[Dataset entries]
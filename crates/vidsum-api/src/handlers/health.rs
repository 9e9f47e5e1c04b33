//! Health handler.

use axum::Json;
use serde::Serialize;

/// Health response.
#[derive(Serialize)]
pub struct HealthResponse {
    pub status: &'static str,
    pub version: &'static str,
}

/// GET /health
pub async fn health() -> Json<HealthResponse> {
    Json(HealthResponse {
        status: "ok",
        version: env!("CARGO_PKG_VERSION"),
    })
}
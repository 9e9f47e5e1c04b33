//! Opaque identifiers.
//!
//! Uploads and jobs carry random ids (`f_`/`j_` followed by 32 lowercase
//! hex). Cache keys and file hashes are 64-hex SHA-256 digests. All parsing
//! is strict: anything that does not match the exact shape is rejected
//! before it can reach a store.

use std::fmt;

use serde::{Deserialize, Serialize};
use sha2::{Digest, Sha256};
use uuid::Uuid;

use crate::error::ModelError;

/// Hex-encode a SHA-256 digest of `input`.
pub fn sha256_hex(input: &[u8]) -> String {
    let digest = Sha256::digest(input);
    let mut out = String::with_capacity(64);
    for byte in digest {
        out.push_str(&format!("{:02x}", byte));
    }
    out
}

fn is_lowercase_hex(s: &str, len: usize) -> bool {
    s.len() == len && s.bytes().all(|b| b.is_ascii_digit() || (b'a'..=b'f').contains(&b))
}

fn new_hex32() -> String {
    Uuid::new_v4().simple().to_string()
}

macro_rules! prefixed_id {
    ($name:ident, $prefix:literal, $doc:literal) => {
        #[doc = $doc]
        #[derive(Debug, Clone, PartialEq, Eq, Hash, Serialize, Deserialize)]
        #[serde(transparent)]
        pub struct $name(String);

        impl $name {
            /// Generate a fresh random id.
            pub fn generate() -> Self {
                Self(format!("{}{}", $prefix, new_hex32()))
            }

            /// Parse and validate an id string.
            pub fn parse(s: &str) -> Result<Self, ModelError> {
                match s.strip_prefix($prefix) {
                    Some(rest) if is_lowercase_hex(rest, 32) => Ok(Self(s.to_string())),
                    _ => Err(ModelError::InvalidId(s.to_string())),
                }
            }

            pub fn as_str(&self) -> &str {
                &self.0
            }
        }

        impl fmt::Display for $name {
            fn fmt(&self, f: &mut fmt::Formatter<'_>) -> fmt::Result {
                write!(f, "{}", self.0)
            }
        }
    };
}

prefixed_id!(FileId, "f_", "Opaque handle for an uploaded file (`f_` + 32 lowercase hex).");
prefixed_id!(JobId, "j_", "Opaque handle for a processing job (`j_` + 32 lowercase hex).");

macro_rules! hex64_id {
    ($name:ident, $doc:literal) => {
        #[doc = $doc]
        #[derive(Debug, Clone, PartialEq, Eq, Hash, Serialize, Deserialize)]
        #[serde(transparent)]
        pub struct $name(String);

        impl $name {
            /// Parse and validate a 64-hex string.
            pub fn parse(s: &str) -> Result<Self, ModelError> {
                if is_lowercase_hex(s, 64) {
                    Ok(Self(s.to_string()))
                } else {
                    Err(ModelError::InvalidId(s.to_string()))
                }
            }

            /// Build from raw bytes by hashing them.
            pub fn digest_of(input: &[u8]) -> Self {
                Self(sha256_hex(input))
            }

            pub fn as_str(&self) -> &str {
                &self.0
            }
        }

        impl fmt::Display for $name {
            fn fmt(&self, f: &mut fmt::Formatter<'_>) -> fmt::Result {
                write!(f, "{}", self.0)
            }
        }
    };
}

hex64_id!(CacheKey, "Cache key: 64-hex digest of source identity and profile version.");
hex64_id!(FileHash, "SHA-256 of an uploaded file's bytes, 64 lowercase hex.");
//! Streaming upload store.
//!
//! Large multipart bodies are written to a staging file chunk by chunk with
//! a running SHA-256; nothing is ever buffered whole in memory. Limits are
//! enforced before and during the stream, identical content is deduplicated
//! by hash, and every failure path unlinks the partial file so that either
//! a record exists with intact content or neither exists.

use std::path::{Path, PathBuf};
use std::sync::Arc;
use std::time::Duration;

use bytes::Bytes;
use chrono::Utc;
use futures_util::{Stream, StreamExt};
use sha2::{Digest, Sha256};
use tokio::fs;
use tokio::io::AsyncWriteExt;
use tokio::sync::{watch, Semaphore};
use tracing::{debug, info, warn};
use uuid::Uuid;

use vidsum_models::{FileHash, FileId, FileType, UploadRecord};
use vidsum_store::MetadataStore;

use crate::error::{StorageError, StorageResult};
use crate::fs::move_file;

/// Upload store configuration.
#[derive(Debug, Clone)]
pub struct UploadConfig {
    /// Directory holding `<file_id>/<safe_name>` content and `.staging/`
    pub root: PathBuf,
    /// Hard ceiling on a single upload
    pub max_file_size: u64,
    /// Tolerance above `max_file_size` for the declared-length precheck
    pub grace_bytes: u64,
    /// Streaming write chunk size (buffer capacity)
    pub chunk_size: usize,
    /// Per-chunk read timeout
    pub read_timeout: Duration,
    /// Per-chunk write timeout
    pub write_timeout: Duration,
    /// How long an uploaded file is retained
    pub ttl: Duration,
    /// Max concurrent uploads
    pub concurrency: usize,
    /// How long a request may wait for an upload slot
    pub admission_wait: Duration,
    /// Background reaper period
    pub reaper_interval: Duration,
}

impl UploadConfig {
    /// Defaults rooted under the given work directory.
    pub fn new(work_dir: impl AsRef<Path>) -> Self {
        Self {
            root: work_dir.as_ref().join("uploads"),
            max_file_size: 2 * 1024 * 1024 * 1024, // 2GB
            grace_bytes: 1024 * 1024,
            chunk_size: 1024 * 1024,
            read_timeout: Duration::from_secs(30),
            write_timeout: Duration::from_secs(30),
            ttl: Duration::from_secs(24 * 3600),
            concurrency: 4,
            admission_wait: Duration::from_secs(10),
            reaper_interval: Duration::from_secs(300),
        }
    }

    /// Create config from environment variables.
    pub fn from_env(work_dir: impl AsRef<Path>) -> Self {
        let defaults = Self::new(work_dir);
        Self {
            max_file_size: env_parse("MAX_FILE_SIZE", defaults.max_file_size),
            grace_bytes: env_parse("CONTENT_LENGTH_GRACE_BYTES", defaults.grace_bytes),
            chunk_size: env_parse("UPLOAD_CHUNK_SIZE", defaults.chunk_size),
            read_timeout: Duration::from_secs(env_parse("UPLOAD_READ_TIMEOUT", 30)),
            write_timeout: Duration::from_secs(env_parse("UPLOAD_WRITE_TIMEOUT", 30)),
            ttl: Duration::from_secs(env_parse("UPLOAD_TTL", 24 * 3600)),
            concurrency: env_parse("UPLOAD_CONCURRENCY", defaults.concurrency),
            admission_wait: Duration::from_secs(env_parse("UPLOAD_ADMISSION_WAIT", 10)),
            reaper_interval: Duration::from_secs(env_parse("UPLOAD_REAPER_INTERVAL", 300)),
            ..defaults
        }
    }
}

fn env_parse<T: std::str::FromStr>(key: &str, default: T) -> T {
    std::env::var(key)
        .ok()
        .and_then(|s| s.parse().ok())
        .unwrap_or(default)
}

/// Sanitize a client-supplied file name.
///
/// Strips path components, control characters and leading dots, clamps the
/// length to 128 characters (keeping the extension). Rejects names that are
/// empty after sanitization.
pub fn sanitize_file_name(name: &str) -> StorageResult<String> {
    let base = name.rsplit(['/', '\\']).next().unwrap_or("");
    let cleaned: String = base.chars().filter(|c| !c.is_control()).collect();
    let cleaned = cleaned.trim().trim_start_matches('.');

    if cleaned.is_empty() {
        return Err(StorageError::InvalidName(name.to_string()));
    }

    let chars: Vec<char> = cleaned.chars().collect();
    if chars.len() <= 128 {
        return Ok(cleaned.to_string());
    }

    // Clamp the stem, keep the extension
    match cleaned.rsplit_once('.') {
        Some((stem, ext)) if !stem.is_empty() && ext.len() < 16 => {
            let keep = 128usize.saturating_sub(ext.len() + 1);
            let stem: String = stem.chars().take(keep).collect();
            Ok(format!("{}.{}", stem, ext))
        }
        _ => Ok(chars.into_iter().take(128).collect()),
    }
}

• _YOUR OBJECTIVE_: Each line with the word "FileHash" in the records above belongs in the result; copy all of them.

• _FINISHED EXERCISE_:
hex64_id!(FileHash, "SHA-256 of an uploaded file's bytes, 64 lowercase hex.");
use vidsum_models::{FileHash, FileId, FileType, UploadRecord};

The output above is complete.